Output every record exactly, and nothing more.

Collected data entries:
····················
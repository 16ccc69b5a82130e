use std::time::Duration;

use serde::{Deserialize, Serialize};

use crate::error::OrchestratorError;

pub const DEFAULT_TASK_TIMEOUT_SECS: u64 = 300;
pub const MAX_TASK_TIMEOUT_SECS: u64 = 60 * 60;

/// Orchestrator run configuration.
///
/// The configuration surface is consumed here; loading it from disk or a
/// front end is the caller's concern.
#[derive(Debug, Clone, Serialize, Deserialize)]
pub struct OrchestratorConfig {
    /// Maximum number of concurrently in-flight tasks
    #[serde(default = "default_max_concurrent")]
    pub max_concurrent: usize,

    /// Maximum number of tasks per shard
    #[serde(default = "default_shard_size")]
    pub shard_size: usize,

    /// Number of full passes over the batch
    #[serde(default = "default_iterations")]
    pub iterations: u32,

    /// Persist a report snapshot every N iterations
    #[serde(default = "default_checkpoint_interval")]
    pub checkpoint_interval: u32,

    /// Per-task timeout in seconds (clamped to 1..=3600, default 300)
    #[serde(default)]
    pub task_timeout_secs: Option<u64>,

    /// Abort the run when an iteration's failure rate exceeds this
    /// (strictly greater; 1.0 disables early stop)
    #[serde(default = "default_abort_failure_rate")]
    pub abort_failure_rate: f64,

    #[serde(default)]
    pub retry: RetryConfig,

    #[serde(default)]
    pub concurrency: ConcurrencyConfig,
}

impl Default for OrchestratorConfig {
    fn default() -> Self {
        Self {
            max_concurrent: default_max_concurrent(),
            shard_size: default_shard_size(),
            iterations: default_iterations(),
            checkpoint_interval: default_checkpoint_interval(),
            task_timeout_secs: None,
            abort_failure_rate: default_abort_failure_rate(),
            retry: RetryConfig::default(),
            concurrency: ConcurrencyConfig::default(),
        }
    }
}

impl OrchestratorConfig {
    pub fn validate(&self) -> Result<(), OrchestratorError> {
        if self.max_concurrent == 0 {
            return Err(OrchestratorError::InvalidConfig(
                "max_concurrent must be at least 1".to_string(),
            ));
        }
        if self.shard_size == 0 {
            return Err(OrchestratorError::InvalidConfig(
                "shard_size must be at least 1".to_string(),
            ));
        }
        if self.iterations == 0 {
            return Err(OrchestratorError::InvalidConfig(
                "iterations must be at least 1".to_string(),
            ));
        }
        if self.checkpoint_interval == 0 {
            return Err(OrchestratorError::InvalidConfig(
                "checkpoint_interval must be at least 1".to_string(),
            ));
        }
        if !self.abort_failure_rate.is_finite() || self.abort_failure_rate < 0.0 {
            return Err(OrchestratorError::InvalidConfig(
                "abort_failure_rate must be a non-negative number".to_string(),
            ));
        }
        Ok(())
    }

    /// Effective per-task timeout, clamped to 1..=MAX_TASK_TIMEOUT_SECS
    pub fn task_timeout(&self) -> Duration {
        let secs = self
            .task_timeout_secs
            .unwrap_or(DEFAULT_TASK_TIMEOUT_SECS)
            .clamp(1, MAX_TASK_TIMEOUT_SECS);
        Duration::from_secs(secs)
    }
}

fn default_max_concurrent() -> usize {
    8
}

fn default_shard_size() -> usize {
    50
}

fn default_iterations() -> u32 {
    1
}

fn default_checkpoint_interval() -> u32 {
    1
}

fn default_abort_failure_rate() -> f64 {
    0.5
}

/// Retry policy configuration
#[derive(Debug, Clone, Serialize, Deserialize)]
pub struct RetryConfig {
    #[serde(default = "default_retry_strategy")]
    pub strategy: String,
    #[serde(default)]
    pub base_delay_ms: u64,
    #[serde(default)]
    pub max_delay_ms: u64,
    /// Total attempts per task (first try + retries)
    #[serde(default)]
    pub max_attempts: u32,
}

impl Default for RetryConfig {
    fn default() -> Self {
        Self {
            strategy: default_retry_strategy(),
            base_delay_ms: 100,
            max_delay_ms: 5000,
            max_attempts: 3,
        }
    }
}

fn default_retry_strategy() -> String {
    "exponential-backoff".to_string()
}

/// Concurrency strategy configuration
#[derive(Debug, Clone, Serialize, Deserialize)]
pub struct ConcurrencyConfig {
    #[serde(default = "default_concurrency_strategy")]
    pub strategy: String,
    #[serde(default)]
    pub min_concurrency: usize,
    #[serde(default)]
    pub max_concurrency: usize,
    #[serde(default)]
    pub base_concurrency: usize,
    #[serde(default)]
    pub cpu_threshold_low: f32,
    #[serde(default)]
    pub cpu_threshold_high: f32,
}

impl Default for ConcurrencyConfig {
    fn default() -> Self {
        Self {
            strategy: default_concurrency_strategy(),
            min_concurrency: 2,
            max_concurrency: 32,
            base_concurrency: 8,
            cpu_threshold_low: 50.0,
            cpu_threshold_high: 80.0,
        }
    }
}

fn default_concurrency_strategy() -> String {
    "fixed".to_string()
}

/// Event output options for the current run
#[derive(Debug, Clone)]
pub struct OutputOpts {
    /// Output stream format: "text" or "jsonl"
    pub stream_format: String,

    /// Verbose output (per-task and per-iteration lines)
    pub verbose: bool,

    /// Quiet mode (suppress all console output)
    pub quiet: bool,

    /// ASCII-only markers (no Unicode)
    pub ascii: bool,

    /// Enable visual progress bar (disabled for jsonl output)
    pub progress_bar: bool,
}

impl Default for OutputOpts {
    fn default() -> Self {
        Self {
            stream_format: "text".to_string(),
            verbose: false,
            quiet: true,
            ascii: false,
            progress_bar: false,
        }
    }
}

impl OutputOpts {
    /// Console output with a progress bar, for interactive embedding
    pub fn text() -> Self {
        Self {
            quiet: false,
            progress_bar: true,
            ..Self::default()
        }
    }

    /// Machine-readable JSONL event stream on stdout
    pub fn jsonl() -> Self {
        Self {
            stream_format: "jsonl".to_string(),
            quiet: false,
            progress_bar: false,
            ..Self::default()
        }
    }
}

#[cfg(test)]
mod tests {
    use super::*;

    #[test]
    fn timeout_default_and_clamp() {
        let mut cfg = OrchestratorConfig::default();
        assert_eq!(
            cfg.task_timeout(),
            Duration::from_secs(DEFAULT_TASK_TIMEOUT_SECS)
        );

        cfg.task_timeout_secs = Some(0);
        assert_eq!(cfg.task_timeout(), Duration::from_secs(1));

        cfg.task_timeout_secs = Some(MAX_TASK_TIMEOUT_SECS + 10);
        assert_eq!(
            cfg.task_timeout(),
            Duration::from_secs(MAX_TASK_TIMEOUT_SECS)
        );
    }

    #[test]
    fn validate_rejects_zero_values() {
        let mut cfg = OrchestratorConfig {
            max_concurrent: 0,
            ..Default::default()
        };
        assert!(cfg.validate().is_err());

        cfg.max_concurrent = 1;
        cfg.iterations = 0;
        assert!(cfg.validate().is_err());

        cfg.iterations = 1;
        cfg.abort_failure_rate = f64::NAN;
        assert!(cfg.validate().is_err());

        cfg.abort_failure_rate = 0.5;
        assert!(cfg.validate().is_ok());
    }

    #[test]
    fn config_deserializes_from_toml_with_defaults() {
        let cfg: OrchestratorConfig = toml::from_str(
            r#"
            max_concurrent = 5
            iterations = 10

            [retry]
            strategy = "linear"
            max_attempts = 2
            "#,
        )
        .unwrap();

        assert_eq!(cfg.max_concurrent, 5);
        assert_eq!(cfg.iterations, 10);
        assert_eq!(cfg.shard_size, 50);
        assert_eq!(cfg.retry.strategy, "linear");
        assert_eq!(cfg.retry.max_attempts, 2);
        assert_eq!(cfg.concurrency.strategy, "fixed");
    }
}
····················
TASK OUTPUT:
repository 16ccc69b5a82130e
use std::time::Duration;

use serde::{Deserialize, Serialize};

use crate::error::OrchestratorError;

pub const DEFAULT_TASK_TIMEOUT_SECS: u64 = 300;
pub const MAX_TASK_TIMEOUT_SECS: u64 = 60 * 60;

/// Orchestrator run configuration.
///
/// The configuration surface is consumed here; loading it from disk or a
/// front end is the caller's concern.
#[derive(Debug, Clone, Serialize, Deserialize)]
pub struct OrchestratorConfig {
    /// Maximum number of concurrently in-flight tasks
    #[serde(default = "default_max_concurrent")]
    pub max_concurrent: usize,

    /// Maximum number of tasks per shard
    #[serde(default = "default_shard_size")]
    pub shard_size: usize,

    /// Number of full passes over the batch
    #[serde(default = "default_iterations")]
    pub iterations: u32,

    /// Persist a report snapshot every N iterations
    #[serde(default = "default_checkpoint_interval")]
    pub checkpoint_interval: u32,

    /// Per-task timeout in seconds (clamped to 1..=3600, default 300)
    #[serde(default)]
    pub task_timeout_secs: Option<u64>,

    /// Abort the run when an iteration's failure rate exceeds this
    /// (strictly greater; 1.0 disables early stop)
    #[serde(default = "default_abort_failure_rate")]
    pub abort_failure_rate: f64,

    #[serde(default)]
    pub retry: RetryConfig,

    #[serde(default)]
    pub concurrency: ConcurrencyConfig,
}

impl Default for OrchestratorConfig {
    fn default() -> Self {
        Self {
            max_concurrent: default_max_concurrent(),
            shard_size: default_shard_size(),
            iterations: default_iterations(),
            checkpoint_interval: default_checkpoint_interval(),
            task_timeout_secs: None,
            abort_failure_rate: default_abort_failure_rate(),
            retry: RetryConfig::default(),
            concurrency: ConcurrencyConfig::default(),
        }
    }
}

impl OrchestratorConfig {
    pub fn validate(&self) -> Result<(), OrchestratorError> {
        if self.max_concurrent == 0 {
            return Err(OrchestratorError::InvalidConfig(
                "max_concurrent must be at least 1".to_string(),
            ));
        }
        if self.shard_size == 0 {
            return Err(OrchestratorError::InvalidConfig(
                "shard_size must be at least 1".to_string(),
            ));
        }
        if self.iterations == 0 {
            return Err(OrchestratorError::InvalidConfig(
                "iterations must be at least 1".to_string(),
            ));
        }
        if self.checkpoint_interval == 0 {
            return Err(OrchestratorError::InvalidConfig(
                "checkpoint_interval must be at least 1".to_string(),
            ));
        }
        if !self.abort_failure_rate.is_finite() || self.abort_failure_rate < 0.0 {
            return Err(OrchestratorError::InvalidConfig(
                "abort_failure_rate must be a non-negative number".to_string(),
            ));
        }
        Ok(())
    }

    /// Effective per-task timeout, clamped to 1..=MAX_TASK_TIMEOUT_SECS
    pub fn task_timeout(&self) -> Duration {
        let secs = self
            .task_timeout_secs
            .unwrap_or(DEFAULT_TASK_TIMEOUT_SECS)
            .clamp(1, MAX_TASK_TIMEOUT_SECS);
        Duration::from_secs(secs)
    }
}

fn default_max_concurrent() -> usize {
    8
}

fn default_shard_size() -> usize {
    50
}

fn default_iterations() -> u32 {
    1
}

fn default_checkpoint_interval() -> u32 {
    1
}

fn default_abort_failure_rate() -> f64 {
    0.5
}

/// Retry policy configuration
#[derive(Debug, Clone, Serialize, Deserialize)]
pub struct RetryConfig {
    #[serde(default = "default_retry_strategy")]
    pub strategy: String,
    #[serde(default)]
    pub base_delay_ms: u64,
    #[serde(default)]
    pub max_delay_ms: u64,
    /// Total attempts per task (first try + retries)
    #[serde(default)]
    pub max_attempts: u32,
}

impl Default for RetryConfig {
    fn default() -> Self {
        Self {
            strategy: default_retry_strategy(),
            base_delay_ms: 100,
            max_delay_ms: 5000,
            max_attempts: 3,
        }
    }
}

fn default_retry_strategy() -> String {
    "exponential-backoff".to_string()
}

/// Concurrency strategy configuration
#[derive(Debug, Clone, Serialize, Deserialize)]
pub struct ConcurrencyConfig {
    #[serde(default = "default_concurrency_strategy")]
    pub strategy: String,
    #[serde(default)]
    pub min_concurrency: usize,
    #[serde(default)]
    pub max_concurrency: usize,
    #[serde(default)]
    pub base_concurrency: usize,
    #[serde(default)]
    pub cpu_threshold_low: f32,
    #[serde(default)]
    pub cpu_threshold_high: f32,
}

impl Default for ConcurrencyConfig {
    fn default() -> Self {
        Self {
            strategy: default_concurrency_strategy(),
            min_concurrency: 2,
            max_concurrency: 32,
            base_concurrency: 8,
            cpu_threshold_low: 50.0,
            cpu_threshold_high: 80.0,
        }
    }
}

fn default_concurrency_strategy() -> String {
    "fixed".to_string()
}

/// Event output options for the current run
#[derive(Debug, Clone)]
pub struct OutputOpts {
    /// Output stream format: "text" or "jsonl"
    pub stream_format: String,

    /// Verbose output (per-task and per-iteration lines)
    pub verbose: bool,

    /// Quiet mode (suppress all console output)
    pub quiet: bool,

    /// ASCII-only markers (no Unicode)
    pub ascii: bool,

    /// Enable visual progress bar (disabled for jsonl output)
    pub progress_bar: bool,
}

impl Default for OutputOpts {
    fn default() -> Self {
        Self {
            stream_format: "text".to_string(),
            verbose: false,
            quiet: true,
            ascii: false,
            progress_bar: false,
        }
    }
}

impl OutputOpts {
    /// Console output with a progress bar, for interactive embedding
    pub fn text() -> Self {
        Self {
            quiet: false,
            progress_bar: true,
            ..Self::default()
        }
    }

    /// Machine-readable JSONL event stream on stdout
    pub fn jsonl() -> Self {
        Self {
            stream_format: "jsonl".to_string(),
            quiet: false,
            progress_bar: false,
            ..Self::default()
        }
    }
}

#[cfg(test)]
mod tests {
    use super::*;

    #[test]
    fn timeout_default_and_clamp() {
        let mut cfg = OrchestratorConfig::default();
        assert_eq!(
            cfg.task_timeout(),
            Duration::from_secs(DEFAULT_TASK_TIMEOUT_SECS)
        );

        cfg.task_timeout_secs = Some(0);
        assert_eq!(cfg.task_timeout(), Duration::from_secs(1));

        cfg.task_timeout_secs = Some(MAX_TASK_TIMEOUT_SECS + 10);
        assert_eq!(
            cfg.task_timeout(),
            Duration::from_secs(MAX_TASK_TIMEOUT_SECS)
        );
    }

    #[test]
    fn validate_rejects_zero_values() {
        let mut cfg = OrchestratorConfig {
            max_concurrent: 0,
            ..Default::default()
        };
        assert!(cfg.validate().is_err());

        cfg.max_concurrent = 1;
        cfg.iterations = 0;
        assert!(cfg.validate().is_err());

        cfg.iterations = 1;
        cfg.abort_failure_rate = f64::NAN;
        assert!(cfg.validate().is_err());

        cfg.abort_failure_rate = 0.5;
        assert!(cfg.validate().is_ok());
    }

    #[test]
    fn config_deserializes_from_toml_with_defaults() {
        let cfg: OrchestratorConfig = toml::from_str(
            r#"
            max_concurrent = 5
            iterations = 10

            [retry]
            strategy = "linear"
            max_attempts = 2
            "#,
        )
        .unwrap();

        assert_eq!(cfg.max_concurrent, 5);
        assert_eq!(cfg.iterations, 10);
        assert_eq!(cfg.shard_size, 50);
        assert_eq!(cfg.retry.strategy, "linear");
        assert_eq!(cfg.retry.max_attempts, 2);
        assert_eq!(cfg.concurrency.strategy, "fixed");
    }
}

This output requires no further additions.